> _RECORDS SUPPLIED_
☆ ☆ ☆ ☆ ☆

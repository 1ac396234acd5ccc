//! Copyright © 2025-2026 Wenze Wei. All Rights Reserved.
//!
//! This file is part of Hdx.
//! The Hdx project belongs to the Dunimd Team.
//!
//! Licensed under the Apache License, Version 2.0 (the "License");
//! You may not use this file except in compliance with the License.
//! You may obtain a copy of the License at
//!
//!     http://www.apache.org/licenses/LICENSE-2.0
//!
//! Unless required by applicable law or agreed to in writing, software
//! distributed under the License is distributed on an "AS IS" BASIS,
//! WITHOUT WARRANTIES OR CONDITIONS OF ANY KIND, either express or implied.
//! See the License for the specific language governing permissions and
//! limitations under the License.

//! # Hdx Data Utilities Module
//!
//! Chunked iteration over large array sources.
//!
//! A [`HdChunkPlan`] fixes the chunk shape (storage granularity handed to a
//! backend) and the buffer shape (the unit of work of one iteration step).
//! Every buffer axis is an exact multiple of the chunk axis, so no storage
//! chunk is touched by two buffer writes. The plan is a restartable factory:
//! each call to [`HdChunkPlan::iter`] yields a fresh single-pass
//! [`HdChunkIterator`].
//!
//! ## Heuristics
//!
//! - Chunk shape: at most `chunk_bytes` (1 MiB by default), filled from the
//!   last axis towards the first so the first axis stays smallest.
//! - Buffer shape: the largest chunk multiple within the extents and
//!   `buffer_bytes` (1 GiB by default), filling earlier axes first.
//!
//! Also holds the shape comparison helper [`assert_equal_shape`].

use std::fmt;
use std::ops::Range;
use std::sync::Arc;

use serde::{Deserialize, Serialize};

use crate::errors::{HdError, Result};
use crate::spec::dtype::{HdDtype, HdShape};
use crate::value::HdValue;

/// Multi-dimensional index range, one half-open range per axis.
pub type HdSelection = Vec<Range<usize>>;

/// Array-like data that can be read one selection at a time.
pub trait HdDataSource: Send + Sync {
    /// Materializes the values inside `selection` as nested lists.
    fn fetch(&self, selection: &[Range<usize>]) -> Result<HdValue>;

    /// Maximum extent per axis, `None` for unbounded axes.
    fn max_shape(&self) -> HdShape;

    fn dtype(&self) -> HdDtype;

    /// Current extent per axis, needed to iterate unbounded axes.
    fn current_shape(&self) -> Option<Vec<usize>> {
        None
    }
}

/// Sizing of a chunk plan.
#[derive(Debug, Clone, PartialEq, Serialize, Deserialize)]
pub struct HdChunkIterConfig {
    pub buffer_bytes: usize,
    pub chunk_bytes: usize,
    pub chunk_shape: Option<Vec<usize>>,
    pub buffer_shape: Option<Vec<usize>>,
}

☆ ☆ ☆ ☆ ☆

> _TASK PROMPT_
Looking at the listing above, how many of its lines contain the string "Result"? Give the number alone.

> _SOLUTION TO THE EXERCISE_
2